Well, that was sort of the situation between HUB and The Playground. The two concepts share ownership, a good chunk of a block on Congress Street and, for quite some time, a single kitchen. The kitchen in question? Yeah, not the biggest on the block. Executive chef Ben Caballero only hints at the way his back of house staff had to maneuver in such cramped quarters.

"When HUB opened we really had no idea how busy we were going to be," Caballero says. "But then Playground started serving food and we would have to bust out as much prep as possible, as early as possible, before they would open up. Tiny kitchen, like a six burner stove. So I can't tell you how relived I was when the order came in to not only expand our kitchen but get Playground their own as well."

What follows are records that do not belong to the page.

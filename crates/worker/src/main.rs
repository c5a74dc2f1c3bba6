mod commands;

use std::sync::Arc;

use anyhow::Context;
use clap::Parser;
use socialhub_automation::{
    register_builtin_handlers, ActionHandlerRegistry, AutomationEngine, EngineConfig,
    PgAutomationStore,
};
use socialhub_events::{EventBus, WebhookDelivery};
use tracing_subscriber::{layer::SubscriberExt, util::SubscriberInitExt};

use crate::commands::{Cli, Services};

#[tokio::main]
async fn main() -> anyhow::Result<()> {
    dotenvy::dotenv().ok();

    tracing_subscriber::registry()
        .with(
            tracing_subscriber::EnvFilter::try_from_default_env().unwrap_or_else(|_| {
                "socialhub_automation=debug,socialhub_db=info,socialhub_events=info".into()
            }),
        )
        .with(tracing_subscriber::fmt::layer().with_writer(std::io::stderr))
        .init();

    let cli = Cli::parse();
    let config = EngineConfig::from_env();

    let pool = socialhub_db::create_pool(&cli.database_url)
        .await
        .context("Failed to connect to database")?;
    socialhub_db::run_migrations(&pool)
        .await
        .context("Failed to run migrations")?;
    tracing::info!("Database ready");

    let bus = Arc::new(EventBus::default());
    let delivery = WebhookDelivery::new(config.webhook_timeout)
        .context("Failed to build webhook HTTP client")?;
    let mut registry = ActionHandlerRegistry::new();
    register_builtin_handlers(&mut registry, bus.clone(), delivery);

    let store = Arc::new(PgAutomationStore::new(pool));
    let engine = AutomationEngine::with_config(
        store.clone(),
        store.clone(),
        Arc::new(registry),
        config,
    )
    .with_event_bus(bus);

    let services = Services { engine, rules: store };
    commands::run(cli.command, &services).await
}
//! In-process store for tests and embedding.
//!
//! Mirrors the Postgres store's semantics: tenant scoping, dispatch ordering,
//! lifecycle checks, append-only executions, and history ordering. All state
//! sits behind one mutex, so counter increments are atomic.

use std::collections::BTreeMap;
use std::sync::{Mutex, MutexGuard, PoisonError};

use async_trait::async_trait;
use chrono::Utc;
use socialhub_core::automation::{
    order_candidates, AutomationExecution, AutomationRule, CounterOutcome, CreateAutomationRule,
    ExecutionSummary, RuleStatus, UpdateAutomationRule,
};
use socialhub_core::error::CoreError;
use socialhub_core::types::DbId;
use uuid::Uuid;

use super::{ExecutionStore, RuleStore};
use crate::error::StoreError;

const RULE_ENTITY: &str = "automation rule";

#[derive(Default)]
struct State {
    next_rule_id: DbId,
    rules: BTreeMap<DbId, AutomationRule>,
    executions: Vec<AutomationExecution>,
}

/// Mutex-guarded in-memory implementation of both store traits.
#[derive(Default)]
pub struct MemoryAutomationStore {
    state: Mutex<State>,
}

impl MemoryAutomationStore {
    pub fn new() -> Self {
        Self::default()
    }

    fn lock(&self) -> MutexGuard<'_, State> {
        self.state.lock().unwrap_or_else(PoisonError::into_inner)
    }

    /// Number of stored execution records across all tenants.
    pub fn execution_count(&self) -> usize {
        self.lock().executions.len()
    }
}

impl State {
    fn rule_mut(&mut self, id: DbId, business_id: DbId) -> Result<&mut AutomationRule, StoreError> {
        self.rules
            .get_mut(&id)
            .filter(|r| r.business_id == business_id)
            .ok_or_else(|| CoreError::not_found(RULE_ENTITY, id).into())
    }

    fn history(
        &self,
        business_id: DbId,
        limit: i64,
        matches: impl Fn(&AutomationExecution) -> bool,
    ) -> Vec<ExecutionSummary> {
        let mut rows: Vec<&AutomationExecution> = self
            .executions
            .iter()
            .filter(|e| e.business_id == business_id && matches(*e))
            .collect();
        rows.sort_by(|a, b| {
            b.triggered_at
                .cmp(&a.triggered_at)
                .then(b.completed_at.cmp(&a.completed_at))
                .then(b.id.cmp(&a.id))
        });
        rows.into_iter()
            .take(usize::try_from(limit).unwrap_or(0))
            .map(|e| ExecutionSummary {
                execution: e.clone(),
                rule_name: self
                    .rules
                    .get(&e.rule_id)
                    .filter(|r| r.business_id == e.business_id)
                    .map(|r| r.name.clone())
                    .unwrap_or_default(),
            })
            .collect()
    }
}

// ---------------------------------------------------------------------------
// RuleStore
// ---------------------------------------------------------------------------

#[async_trait]
impl RuleStore for MemoryAutomationStore {
    async fn create_rule(
        &self,
        business_id: DbId,
        input: &CreateAutomationRule,
    ) -> Result<AutomationRule, StoreError> {
        let trigger_config = input.validate()?;
        let mut state = self.lock();
        state.next_rule_id += 1;
        let now = Utc::now();
        let rule = AutomationRule {
            id: state.next_rule_id,
            business_id,
            name: input.name.trim().to_string(),
            description: input.description.clone(),
            trigger_type: input.trigger_type,
            trigger_config,
            conditions: input.conditions.clone(),
            actions: input.actions.clone(),
            status: input.status_or_default(),
            priority: input.priority.unwrap_or(0),
            execution_count: 0,
            success_count: 0,
            failure_count: 0,
            last_executed_at: None,
            created_by: input.created_by,
            created_at: now,
            updated_at: now,
        };
        state.rules.insert(rule.id, rule.clone());
        Ok(rule)
    }

    async fn list_rules(
        &self,
        business_id: DbId,
        status: Option<RuleStatus>,
    ) -> Result<Vec<AutomationRule>, StoreError> {
        let mut rules: Vec<AutomationRule> = self
            .lock()
            .rules
            .values()
            .filter(|r| r.business_id == business_id)
            .filter(|r| status.map_or(true, |s| r.status == s))
            .cloned()
            .collect();
        order_candidates(&mut rules);
        Ok(rules)
    }

    async fn get_rule(
        &self,
        id: DbId,
        business_id: DbId,
    ) -> Result<Option<AutomationRule>, StoreError> {
        Ok(self
            .lock()
            .rules
            .get(&id)
            .filter(|r| r.business_id == business_id)
            .cloned())
    }

    async fn update_rule(
        &self,
        id: DbId,
        business_id: DbId,
        patch: &UpdateAutomationRule,
    ) -> Result<AutomationRule, StoreError> {
        let mut state = self.lock();
        let rule = state.rule_mut(id, business_id)?;
        let mut next = patch.apply_to(rule)?;
        next.name = next.name.trim().to_string();
        next.updated_at = Utc::now();
        *rule = next.clone();
        Ok(next)
    }

    async fn delete_rule(&self, id: DbId, business_id: DbId) -> Result<(), StoreError> {
        let mut state = self.lock();
        state.rule_mut(id, business_id)?;
        state.rules.remove(&id);
        state
            .executions
            .retain(|e| !(e.rule_id == id && e.business_id == business_id));
        Ok(())
    }

    async fn update_rule_status(
        &self,
        id: DbId,
        business_id: DbId,
        status: RuleStatus,
    ) -> Result<AutomationRule, StoreError> {
        let mut state = self.lock();
        let rule = state.rule_mut(id, business_id)?;
        let next = rule.status.transition_to(status)?;
        if next != rule.status {
            rule.status = next;
            rule.updated_at = Utc::now();
        }
        Ok(rule.clone())
    }

    async fn increment_counters(
        &self,
        id: DbId,
        outcome: CounterOutcome,
    ) -> Result<(), StoreError> {
        let mut state = self.lock();
        let rule = state
            .rules
            .get_mut(&id)
            .ok_or_else(|| CoreError::not_found(RULE_ENTITY, id))?;
        rule.execution_count += 1;
        match outcome {
            CounterOutcome::Success => {
                rule.success_count += 1;
                rule.last_executed_at = Some(Utc::now());
            }
            CounterOutcome::Failure => rule.failure_count += 1,
        }
        Ok(())
    }
}

// ---------------------------------------------------------------------------
// ExecutionStore
// ---------------------------------------------------------------------------

#[async_trait]
impl ExecutionStore for MemoryAutomationStore {
    async fn create_execution(
        &self,
        record: &AutomationExecution,
    ) -> Result<AutomationExecution, StoreError> {
        let mut state = self.lock();
        if state.executions.iter().any(|e| e.id == record.id) {
            return Err(CoreError::Conflict(format!("execution {} already recorded", record.id)).into());
        }
        state.executions.push(record.clone());
        Ok(record.clone())
    }

    async fn execution_history(
        &self,
        business_id: DbId,
        limit: i64,
    ) -> Result<Vec<ExecutionSummary>, StoreError> {
        Ok(self.lock().history(business_id, limit, |_| true))
    }

    async fn rule_execution_history(
        &self,
        business_id: DbId,
        rule_id: DbId,
        limit: i64,
    ) -> Result<Vec<ExecutionSummary>, StoreError> {
        Ok(self
            .lock()
            .history(business_id, limit, move |e| e.rule_id == rule_id))
    }

    async fn find_execution(
        &self,
        business_id: DbId,
        id: Uuid,
    ) -> Result<Option<AutomationExecution>, StoreError> {
        Ok(self
            .lock()
            .executions
            .iter()
            .find(|e| e.id == id && e.business_id == business_id)
            .cloned())
    }
}
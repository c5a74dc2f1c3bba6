//! [`RuleStore`] and [`ExecutionStore`] on top of the `socialhub-db`
//! repositories.
//!
//! Rows carry enum columns as strings and configuration as raw JSON; they
//! are decoded into typed domain values here. A row that no longer decodes
//! surfaces as [`StoreError::Corrupt`] rather than being silently skipped.

use async_trait::async_trait;
use serde::de::DeserializeOwned;
use socialhub_core::automation::{
    ActionSpec, AutomationExecution, AutomationRule, ConditionTree, CounterOutcome,
    CreateAutomationRule, ExecutionResult, ExecutionStatus, ExecutionSummary, RuleStatus,
    TriggerConfig, TriggerType, UpdateAutomationRule,
};
use socialhub_core::error::CoreError;
use socialhub_core::types::DbId;
use socialhub_db::models::automation_execution::{
    AutomationExecutionRow, ExecutionSummaryRow, NewAutomationExecution,
};
use socialhub_db::models::automation_rule::{
    AutomationRuleContent, AutomationRuleRow, NewAutomationRule,
};
use socialhub_db::repositories::{AutomationExecutionRepo, AutomationRuleRepo};
use sqlx::PgPool;
use uuid::Uuid;

use super::{ExecutionStore, RuleStore};
use crate::error::StoreError;

const RULE_ENTITY: &str = "automation rule";

/// Postgres-backed automation store.
#[derive(Clone)]
pub struct PgAutomationStore {
    pool: PgPool,
}

impl PgAutomationStore {
    pub fn new(pool: PgPool) -> Self {
        Self { pool }
    }

    async fn load_rule(&self, id: DbId, business_id: DbId) -> Result<AutomationRule, StoreError> {
        self.get_rule(id, business_id)
            .await?
            .ok_or_else(|| CoreError::not_found(RULE_ENTITY, id).into())
    }
}

// ---------------------------------------------------------------------------
// RuleStore
// ---------------------------------------------------------------------------

#[async_trait]
impl RuleStore for PgAutomationStore {
    async fn create_rule(
        &self,
        business_id: DbId,
        input: &CreateAutomationRule,
    ) -> Result<AutomationRule, StoreError> {
        let trigger_config = input.validate()?;
        let new_rule = NewAutomationRule {
            business_id,
            name: input.name.trim().to_string(),
            description: input.description.clone(),
            trigger_type: input.trigger_type.as_str().to_string(),
            trigger_config: trigger_config.to_value(),
            conditions: encode(&input.conditions)?,
            actions: encode(&input.actions)?,
            status: input.status_or_default().as_str().to_string(),
            priority: input.priority.unwrap_or(0),
            created_by: input.created_by,
        };

        let row = AutomationRuleRepo::create(&self.pool, &new_rule).await?;
        tracing::info!(rule_id = row.id, business_id, "Automation rule created");
        rule_from_row(row)
    }

    async fn list_rules(
        &self,
        business_id: DbId,
        status: Option<RuleStatus>,
    ) -> Result<Vec<AutomationRule>, StoreError> {
        let rows =
            AutomationRuleRepo::list(&self.pool, business_id, status.map(|s| s.as_str())).await?;
        rows.into_iter().map(rule_from_row).collect()
    }

    async fn get_rule(
        &self,
        id: DbId,
        business_id: DbId,
    ) -> Result<Option<AutomationRule>, StoreError> {
        AutomationRuleRepo::find_by_id(&self.pool, id, business_id)
            .await?
            .map(rule_from_row)
            .transpose()
    }

    async fn update_rule(
        &self,
        id: DbId,
        business_id: DbId,
        patch: &UpdateAutomationRule,
    ) -> Result<AutomationRule, StoreError> {
        let current = self.load_rule(id, business_id).await?;
        let next = patch.apply_to(&current)?;
        let content = AutomationRuleContent {
            name: next.name.trim().to_string(),
            description: next.description.clone(),
            trigger_type: next.trigger_type.as_str().to_string(),
            trigger_config: next.trigger_config.to_value(),
            conditions: encode(&next.conditions)?,
            actions: encode(&next.actions)?,
            priority: next.priority,
        };

        let row = AutomationRuleRepo::update_content(&self.pool, id, business_id, &content)
            .await?
            .ok_or_else(|| CoreError::not_found(RULE_ENTITY, id))?;
        rule_from_row(row)
    }

    async fn delete_rule(&self, id: DbId, business_id: DbId) -> Result<(), StoreError> {
        if !AutomationRuleRepo::delete(&self.pool, id, business_id).await? {
            return Err(CoreError::not_found(RULE_ENTITY, id).into());
        }
        tracing::info!(rule_id = id, business_id, "Automation rule deleted");
        Ok(())
    }

    async fn update_rule_status(
        &self,
        id: DbId,
        business_id: DbId,
        status: RuleStatus,
    ) -> Result<AutomationRule, StoreError> {
        let current = self.load_rule(id, business_id).await?;
        let next = current.status.transition_to(status)?;
        if next == current.status {
            return Ok(current);
        }

        let row = AutomationRuleRepo::update_status(&self.pool, id, business_id, next.as_str())
            .await?
            .ok_or_else(|| CoreError::not_found(RULE_ENTITY, id))?;
        tracing::info!(
            rule_id = id,
            business_id,
            from = %current.status,
            to = %next,
            "Automation rule status changed"
        );
        rule_from_row(row)
    }

    async fn increment_counters(
        &self,
        id: DbId,
        outcome: CounterOutcome,
    ) -> Result<(), StoreError> {
        let updated = match outcome {
            CounterOutcome::Success => AutomationRuleRepo::record_success(&self.pool, id).await?,
            CounterOutcome::Failure => AutomationRuleRepo::record_failure(&self.pool, id).await?,
        };
        if !updated {
            return Err(CoreError::not_found(RULE_ENTITY, id).into());
        }
        Ok(())
    }
}

// ---------------------------------------------------------------------------
// ExecutionStore
// ---------------------------------------------------------------------------

#[async_trait]
impl ExecutionStore for PgAutomationStore {
    async fn create_execution(
        &self,
        record: &AutomationExecution,
    ) -> Result<AutomationExecution, StoreError> {
        let input = NewAutomationExecution {
            id: record.id,
            rule_id: record.rule_id,
            business_id: record.business_id,
            status: record.status.as_str().to_string(),
            triggered_at: record.triggered_at,
            completed_at: record.completed_at,
            trigger_data: record.trigger_data.clone(),
            execution_result: record.execution_result.as_ref().map(encode).transpose()?,
            error_message: record.error_message.clone(),
            execution_duration_ms: record.execution_duration_ms,
        };
        let row = AutomationExecutionRepo::create(&self.pool, &input).await?;
        execution_from_row(row)
    }

    async fn execution_history(
        &self,
        business_id: DbId,
        limit: i64,
    ) -> Result<Vec<ExecutionSummary>, StoreError> {
        AutomationExecutionRepo::history(&self.pool, business_id, limit)
            .await?
            .into_iter()
            .map(summary_from_row)
            .collect()
    }

    async fn rule_execution_history(
        &self,
        business_id: DbId,
        rule_id: DbId,
        limit: i64,
    ) -> Result<Vec<ExecutionSummary>, StoreError> {
        AutomationExecutionRepo::history_for_rule(&self.pool, business_id, rule_id, limit)
            .await?
            .into_iter()
            .map(summary_from_row)
            .collect()
    }

    async fn find_execution(
        &self,
        business_id: DbId,
        id: Uuid,
    ) -> Result<Option<AutomationExecution>, StoreError> {
        AutomationExecutionRepo::find_by_id(&self.pool, business_id, id)
            .await?
            .map(execution_from_row)
            .transpose()
    }
}

// ---------------------------------------------------------------------------
// Row conversion
// ---------------------------------------------------------------------------

fn encode<T: serde::Serialize>(value: &T) -> Result<serde_json::Value, StoreError> {
    serde_json::to_value(value).map_err(|e| StoreError::Corrupt(e.to_string()))
}

fn decode<T: DeserializeOwned>(
    what: &str,
    id: impl std::fmt::Display,
    value: serde_json::Value,
) -> Result<T, StoreError> {
    serde_json::from_value(value)
        .map_err(|e| StoreError::Corrupt(format!("{what} of {id}: {e}")))
}

fn corrupt(what: &str, id: impl std::fmt::Display) -> impl FnOnce(CoreError) -> StoreError {
    let context = format!("{what} of {id}");
    move |e| StoreError::Corrupt(format!("{context}: {e}"))
}

fn rule_from_row(row: AutomationRuleRow) -> Result<AutomationRule, StoreError> {
    let id = row.id;
    let trigger_type = TriggerType::from_str(&row.trigger_type)
        .map_err(corrupt("trigger_type", format!("rule {id}")))?;
    let trigger_config = TriggerConfig::parse(trigger_type, &row.trigger_config)
        .map_err(corrupt("trigger_config", format!("rule {id}")))?;
    let conditions: ConditionTree = decode("conditions", format!("rule {id}"), row.conditions)?;
    let actions: Vec<ActionSpec> = decode("actions", format!("rule {id}"), row.actions)?;
    let status =
        RuleStatus::from_str(&row.status).map_err(corrupt("status", format!("rule {id}")))?;

    Ok(AutomationRule {
        id,
        business_id: row.business_id,
        name: row.name,
        description: row.description,
        trigger_type,
        trigger_config,
        conditions,
        actions,
        status,
        priority: row.priority,
        execution_count: row.execution_count,
        success_count: row.success_count,
        failure_count: row.failure_count,
        last_executed_at: row.last_executed_at,
        created_by: row.created_by,
        created_at: row.created_at,
        updated_at: row.updated_at,
    })
}

fn execution_from_row(row: AutomationExecutionRow) -> Result<AutomationExecution, StoreError> {
    let id = row.id;
    let status = ExecutionStatus::from_str(&row.status)
        .map_err(corrupt("status", format!("execution {id}")))?;
    let execution_result: Option<ExecutionResult> = row
        .execution_result
        .map(|v| decode("execution_result", format!("execution {id}"), v))
        .transpose()?;

    Ok(AutomationExecution {
        id,
        rule_id: row.rule_id,
        business_id: row.business_id,
        status,
        triggered_at: row.triggered_at,
        completed_at: row.completed_at,
        trigger_data: row.trigger_data,
        execution_result,
        error_message: row.error_message,
        execution_duration_ms: row.execution_duration_ms,
    })
}

fn summary_from_row(row: ExecutionSummaryRow) -> Result<ExecutionSummary, StoreError> {
    Ok(ExecutionSummary {
        execution: execution_from_row(row.execution)?,
        rule_name: row.rule_name,
    })
}

#[cfg(test)]
mod tests {
    use chrono::Utc;
    use serde_json::json;

    use super::*;

    fn row() -> AutomationRuleRow {
        AutomationRuleRow {
            id: 9,
            business_id: 1,
            name: "Big orders".to_string(),
            description: None,
            trigger_type: "EVENT_BASED".to_string(),
            trigger_config: json!({"event_type": "order.created"}),
            conditions: json!({"combinator": "AND", "predicates": [
                {"field": "amount", "operator": "greater_than", "value": 100}
            ]}),
            actions: json!([{"action_type": "NOTIFY", "config": {"title": "t", "message": "m"}}]),
            status: "ACTIVE".to_string(),
            priority: 2,
            execution_count: 0,
            success_count: 0,
            failure_count: 0,
            last_executed_at: None,
            created_by: None,
            created_at: Utc::now(),
            updated_at: Utc::now(),
        }
    }

    #[test]
    fn rule_row_decodes_into_typed_rule() {
        let rule = rule_from_row(row()).unwrap();
        assert_eq!(rule.trigger_type, TriggerType::EventBased);
        assert_eq!(rule.status, RuleStatus::Active);
        assert_eq!(rule.conditions.predicates.len(), 1);
        assert_eq!(rule.actions.len(), 1);
    }

    #[test]
    fn rule_row_with_unknown_status_is_corrupt() {
        let mut bad = row();
        bad.status = "ARCHIVED".to_string();
        let err = rule_from_row(bad).unwrap_err();
        assert!(matches!(err, StoreError::Corrupt(ref msg) if msg.contains("rule 9")));
    }

    #[test]
    fn rule_row_with_malformed_actions_is_corrupt() {
        let mut bad = row();
        bad.actions = json!({"not": "a list"});
        assert!(matches!(rule_from_row(bad), Err(StoreError::Corrupt(_))));
    }

    #[test]
    fn execution_row_decodes_skip_reason() {
        let now = Utc::now();
        let row = AutomationExecutionRow {
            id: Uuid::now_v7(),
            rule_id: 9,
            business_id: 1,
            status: "SKIPPED".to_string(),
            triggered_at: now,
            completed_at: now,
            trigger_data: json!({"amount": 50}),
            execution_result: Some(json!({"reason": "Conditions not met"})),
            error_message: None,
            execution_duration_ms: 0,
        };
        let execution = execution_from_row(row).unwrap();
        assert_eq!(execution.status, ExecutionStatus::Skipped);
        assert_eq!(execution.skip_reason(), Some("Conditions not met"));
    }
}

Shutting down a popular restaurant to install new equipment, such as a bigger stove, hoods, warmers and a full prep area, isn't as easy or as cheap as you would think. On top of the extraneous cost to get a confined kitchen up to par with the business it gets handed, the staff has to be kept happy and paid, even during a time when no money is coming in.

"Hiring and training a whole new staff is not how we work when we need to halt business for a while," says Sandy Ford, director of operations for HUB, Playground and the relatively new Martin Drug Company, a pop-up restaurant that has opened in the old Proper space in the Rialto Building. "Plus it is so much easier to open a restaurant with an experienced staff. When HUB is back in business it'll feature all of the familiar aspects and staff but with the new cooking and storage space we so desperately needed."

On Friday, Aug. 25, HUB reopened to much applause from those needing their ice cream and mac-n-cheese fix (even though the ice cream shop was still open across the street). After a brief respite and finding some much-needed elbow room, the kitchen staff headed by Caballero is able to deliver the well-known and well-loved comfort fare to their fans. Brunch was back in action on Saturday, Aug. 26, and all was right with the downtown dining scene.

For the (unfortunate) uninitiated, HUB serves what I like to refer to as "happy food." This is the kind of elevated everyday fare that you want to eat and the drinks they proffer are the sort of crafty cocktails you want to linger over. The atmosphere has always been fresh yet comfortably cool and pleasantly candle-driven after the sun has finished with its shift. Speaking of the mac-n-cheese, Caballero and his crew concoct unctuous bowls heavy with tangy, tart and melty cheese blends that are as addicting as they are slightly sinister. Toss in some smoky cured bacon ($9) or meaty rich lobster ($16) and you'll be going through cheesy carb pre-withdrawals if they have to shut down briefly again. As a pastrami fanatic, I've found the house-cured meat to be as good if not better than sandwiches I have had in the depths of New York or the outskirts of Los Angeles. Not to forget the daily soups, farm-fresh salads and different varieties of down-home pot pies HUB prides itself upon.

"Even with the expanded kitchen we are still keeping the original menu as it is....for now," smiles Caballero. "We really just want to focus on what is working rather than haphazardly throwing together a bunch of new menu items because that is what is expected of us. Although with the bigger space, we do have a dry erase board back there that is full of new ideas coming in. So, you never know."

The Playground should be serving food again this November. In the meantime, you can come in and enjoy the happiness that HUB regularly provides. Especially the Mexican Wedding Cookie ice cream. Like I said, it was always available from the creamery, but after dealing with their Cubano sandwich ($12) with tater tots, as one should, it's good to be back home again.